# PROBLEM REQUIREMENTS:
What is needed is an exact copy of every entry below.

# INPUT:
[Start of Attachment]

//! Logging infrastructure using `tracing` and `tracing-subscriber`.
//!
//! # Log Levels
//!
//! - `error`: fatal errors
//! - `warn`: skipped registry rows, failed candidate searches
//! - `info`: stage completion with counts and durations
//! - `debug`: per-key matching decisions
//! - `trace`: everything else

use std::fs::OpenOptions;
use std::io::{self, Write};
use std::path::PathBuf;
use std::sync::{Arc, Mutex};

use tracing::level_filters::LevelFilter;
use tracing_subscriber::{
    EnvFilter,
    fmt::{self, MakeWriter},
    layer::SubscriberExt,
    util::SubscriberInitExt,
};

/// Crates whose events follow the configured level; everything else stays at warn.
const WORKSPACE_TARGETS: [&str; 5] = [
    "mfds_cli",
    "mfds_core",
    "mfds_ingest",
    "mfds_model",
    "mfds_normalization",
];

/// Configuration for logging behavior.
#[derive(Debug, Clone)]
pub struct LogConfig {
    pub level_filter: LevelFilter,
    /// Whether `RUST_LOG` may override `level_filter`.
    pub use_env_filter: bool,
    pub with_timestamps: bool,
    /// Whether to include target (module path) in log output.
    pub with_target: bool,
    pub with_ansi: bool,
    pub format: LogFormat,
    /// Logs go to this file instead of stderr when set.
    pub log_file: Option<PathBuf>,
}

/// Log output format.
#[derive(Debug, Clone, Copy, Default, PartialEq, Eq)]
pub enum LogFormat {
    /// Human-readable pretty format with colors.
    #[default]
    Pretty,
    /// Compact single-line format.
    Compact,
    /// JSON format for machine parsing.
    Json,
}

impl Default for LogConfig {
    fn default() -> Self {
        Self {
            level_filter: LevelFilter::WARN,
            use_env_filter: true,
            with_timestamps: false,
            with_target: false,
            with_ansi: true,
            format: LogFormat::default(),
            log_file: None,
        }
    }
}

impl LogConfig {
    #[must_use]
    pub fn with_level_filter(mut self, level_filter: LevelFilter) -> Self {
        self.level_filter = level_filter;
        self
    }

    #[must_use]
    pub fn with_timestamps(mut self, enable: bool) -> Self {
        self.with_timestamps = enable;
        self
    }

    #[must_use]
    pub fn with_format(mut self, format: LogFormat) -> Self {
        self.format = format;
        self
    }

    /// Set the log file path (writes to stderr when None).
    #[must_use]
    pub fn with_log_file(mut self, path: Option<PathBuf>) -> Self {
        self.log_file = path;
        self
    }
}

/// Initialize the global tracing subscriber. Call once at startup.
///
/// # Errors
///
/// Returns an error if the log file cannot be opened.
pub fn init_logging(config: &LogConfig) -> io::Result<()> {
    if let Some(path) = &config.log_file {
        let file = OpenOptions::new().create(true).append(true).open(path)?;
        init_logging_with_writer(config, SharedFileWriter::new(file));
    } else {
        init_logging_with_writer(config, io::stderr);
    }
    Ok(())
}

/// Initialize logging with a custom writer.
pub fn init_logging_with_writer<W>(config: &LogConfig, writer: W)
where
    W: for<'writer> MakeWriter<'writer> + Send + Sync + 'static,
{
    let filter = build_env_filter(config);

    match config.format {
        LogFormat::Json => {
            let layer = fmt::layer()
                .json()
                .with_writer(writer)
                .with_target(config.with_target)
                .with_span_events(fmt::format::FmtSpan::CLOSE);

            tracing_subscriber::registry()
                .with(filter)
                .with(layer)
                .init();
        }
        LogFormat::Compact => {
            let layer = fmt::layer()
                .compact()
                .with_writer(writer)
                .with_ansi(config.with_ansi)
                .with_target(config.with_target);

            if config.with_timestamps {
                tracing_subscriber::registry()
                    .with(filter)
                    .with(layer)
                    .init();
            } else {
                tracing_subscriber::registry()
                    .with(filter)
                    .with(layer.without_time())
                    .init();
            }
        }
        LogFormat::Pretty => {
            let layer = fmt::layer()
                .with_writer(writer)
                .with_ansi(config.with_ansi)
                .with_target(config.with_target);

            if config.with_timestamps {
                tracing_subscriber::registry()
                    .with(filter)
                    .with(layer)
                    .init();
            } else {
                tracing_subscriber::registry()
                    .with(filter)
                    .with(layer.without_time())
                    .init();
            }
        }
    }
}

#[derive(Clone)]
struct SharedFileWriter {
    file: Arc<Mutex<std::fs::File>>,
}

impl SharedFileWriter {
    fn new(file: std::fs::File) -> Self {
        Self {
            file: Arc::new(Mutex::new(file)),
        }
    }
}

struct SharedFileGuard {
    file: Arc<Mutex<std::fs::File>>,
}

impl Write for SharedFileGuard {
    fn write(&mut self, buf: &[u8]) -> io::Result<usize> {
        let mut guard = self
            .file
            .lock()
            .map_err(|_| io::Error::other("log file lock poisoned"))?;
        guard.write(buf)
    }

    fn flush(&mut self) -> io::Result<()> {
        let mut guard = self
            .file
            .lock()
            .map_err(|_| io::Error::other("log file lock poisoned"))?;
        guard.flush()
    }
}

impl<'a> MakeWriter<'a> for SharedFileWriter {
    type Writer = SharedFileGuard;

    fn make_writer(&'a self) -> Self::Writer {
        SharedFileGuard {
            file: Arc::clone(&self.file),
        }
    }
}

fn build_env_filter(config: &LogConfig) -> EnvFilter {
    if config.use_env_filter
        && let Ok(filter) = EnvFilter::try_from_default_env()
    {
        return filter;
    }
    EnvFilter::new(default_directives(config.level_filter))
}

/// `warn` for dependencies, the configured level for workspace crates.
fn default_directives(level_filter: LevelFilter) -> String {
    let level = level_filter.to_string().to_lowercase();
    let mut directives = vec!["warn".to_string()];
    directives.extend(
        WORKSPACE_TARGETS
            .iter()
            .map(|target| format!("{target}={level}")),
    );
    directives.join(",")
}

#[cfg(test)]
mod tests {
    use super::*;

    #[test]
    fn directives_cover_workspace_crates() {
        let directives = default_directives(LevelFilter::DEBUG);
        assert!(directives.starts_with("warn,"));
        assert!(directives.contains("mfds_core=debug"));
        assert!(directives.contains("mfds_ingest=debug"));
    }

    #[test]
    fn quiet_filter_is_off() {
        let directives = default_directives(LevelFilter::OFF);
        assert!(directives.contains("mfds_cli=off"));
    }
}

[End of Attachment]

# SOLUTION TO THIS PROBLEM:
//! Logging infrastructure using `tracing` and `tracing-subscriber`.
//!
//! # Log Levels
//!
//! - `error`: fatal errors
//! - `warn`: skipped registry rows, failed candidate searches
//! - `info`: stage completion with counts and durations
//! - `debug`: per-key matching decisions
//! - `trace`: everything else

use std::fs::OpenOptions;
use std::io::{self, Write};
use std::path::PathBuf;
use std::sync::{Arc, Mutex};

use tracing::level_filters::LevelFilter;
use tracing_subscriber::{
    EnvFilter,
    fmt::{self, MakeWriter},
    layer::SubscriberExt,
    util::SubscriberInitExt,
};

/// Crates whose events follow the configured level; everything else stays at warn.
const WORKSPACE_TARGETS: [&str; 5] = [
    "mfds_cli",
    "mfds_core",
    "mfds_ingest",
    "mfds_model",
    "mfds_normalization",
];

/// Configuration for logging behavior.
#[derive(Debug, Clone)]
pub struct LogConfig {
    pub level_filter: LevelFilter,
    /// Whether `RUST_LOG` may override `level_filter`.
    pub use_env_filter: bool,
    pub with_timestamps: bool,
    /// Whether to include target (module path) in log output.
    pub with_target: bool,
    pub with_ansi: bool,
    pub format: LogFormat,
    /// Logs go to this file instead of stderr when set.
    pub log_file: Option<PathBuf>,
}

/// Log output format.
#[derive(Debug, Clone, Copy, Default, PartialEq, Eq)]
pub enum LogFormat {
    /// Human-readable pretty format with colors.
    #[default]
    Pretty,
    /// Compact single-line format.
    Compact,
    /// JSON format for machine parsing.
    Json,
}

impl Default for LogConfig {
    fn default() -> Self {
        Self {
            level_filter: LevelFilter::WARN,
            use_env_filter: true,
            with_timestamps: false,
            with_target: false,
            with_ansi: true,
            format: LogFormat::default(),
            log_file: None,
        }
    }
}

impl LogConfig {
    #[must_use]
    pub fn with_level_filter(mut self, level_filter: LevelFilter) -> Self {
        self.level_filter = level_filter;
        self
    }

    #[must_use]
    pub fn with_timestamps(mut self, enable: bool) -> Self {
        self.with_timestamps = enable;
        self
    }

    #[must_use]
    pub fn with_format(mut self, format: LogFormat) -> Self {
        self.format = format;
        self
    }

    /// Set the log file path (writes to stderr when None).
    #[must_use]
    pub fn with_log_file(mut self, path: Option<PathBuf>) -> Self {
        self.log_file = path;
        self
    }
}

/// Initialize the global tracing subscriber. Call once at startup.
///
/// # Errors
///
/// Returns an error if the log file cannot be opened.
pub fn init_logging(config: &LogConfig) -> io::Result<()> {
    if let Some(path) = &config.log_file {
        let file = OpenOptions::new().create(true).append(true).open(path)?;
        init_logging_with_writer(config, SharedFileWriter::new(file));
    } else {
        init_logging_with_writer(config, io::stderr);
    }
    Ok(())
}

/// Initialize logging with a custom writer.
pub fn init_logging_with_writer<W>(config: &LogConfig, writer: W)
where
    W: for<'writer> MakeWriter<'writer> + Send + Sync + 'static,
{
    let filter = build_env_filter(config);

    match config.format {
        LogFormat::Json => {
            let layer = fmt::layer()
                .json()
                .with_writer(writer)
                .with_target(config.with_target)
                .with_span_events(fmt::format::FmtSpan::CLOSE);

            tracing_subscriber::registry()
                .with(filter)
                .with(layer)
                .init();
        }
        LogFormat::Compact => {
            let layer = fmt::layer()
                .compact()
                .with_writer(writer)
                .with_ansi(config.with_ansi)
                .with_target(config.with_target);

            if config.with_timestamps {
                tracing_subscriber::registry()
                    .with(filter)
                    .with(layer)
                    .init();
            } else {
                tracing_subscriber::registry()
                    .with(filter)
                    .with(layer.without_time())
                    .init();
            }
        }
        LogFormat::Pretty => {
            let layer = fmt::layer()
                .with_writer(writer)
                .with_ansi(config.with_ansi)
                .with_target(config.with_target);

            if config.with_timestamps {
                tracing_subscriber::registry()
                    .with(filter)
                    .with(layer)
                    .init();
            } else {
                tracing_subscriber::registry()
                    .with(filter)
                    .with(layer.without_time())
                    .init();
            }
        }
    }
}

#[derive(Clone)]
struct SharedFileWriter {
    file: Arc<Mutex<std::fs::File>>,
}

impl SharedFileWriter {
    fn new(file: std::fs::File) -> Self {
        Self {
            file: Arc::new(Mutex::new(file)),
        }
    }
}

struct SharedFileGuard {
    file: Arc<Mutex<std::fs::File>>,
}

impl Write for SharedFileGuard {
    fn write(&mut self, buf: &[u8]) -> io::Result<usize> {
        let mut guard = self
            .file
            .lock()
            .map_err(|_| io::Error::other("log file lock poisoned"))?;
        guard.write(buf)
    }

    fn flush(&mut self) -> io::Result<()> {
        let mut guard = self
            .file
            .lock()
            .map_err(|_| io::Error::other("log file lock poisoned"))?;
        guard.flush()
    }
}

impl<'a> MakeWriter<'a> for SharedFileWriter {
    type Writer = SharedFileGuard;

    fn make_writer(&'a self) -> Self::Writer {
        SharedFileGuard {
            file: Arc::clone(&self.file),
        }
    }
}

fn build_env_filter(config: &LogConfig) -> EnvFilter {
    if config.use_env_filter
        && let Ok(filter) = EnvFilter::try_from_default_env()
    {
        return filter;
    }
    EnvFilter::new(default_directives(config.level_filter))
}

/// `warn` for dependencies, the configured level for workspace crates.
fn default_directives(level_filter: LevelFilter) -> String {
    let level = level_filter.to_string().to_lowercase();
    let mut directives = vec!["warn".to_string()];
    directives.extend(
        WORKSPACE_TARGETS
            .iter()
            .map(|target| format!("{target}={level}")),
    );
    directives.join(",")
}

#[cfg(test)]
mod tests {
    use super::*;

    #[test]
    fn directives_cover_workspace_crates() {
        let directives = default_directives(LevelFilter::DEBUG);
        assert!(directives.starts_with("warn,"));
        assert!(directives.contains("mfds_core=debug"));
        assert!(directives.contains("mfds_ingest=debug"));
    }

    #[test]
    fn quiet_filter_is_off() {
        let directives = default_directives(LevelFilter::OFF);
        assert!(directives.contains("mfds_cli=off"));
    }
}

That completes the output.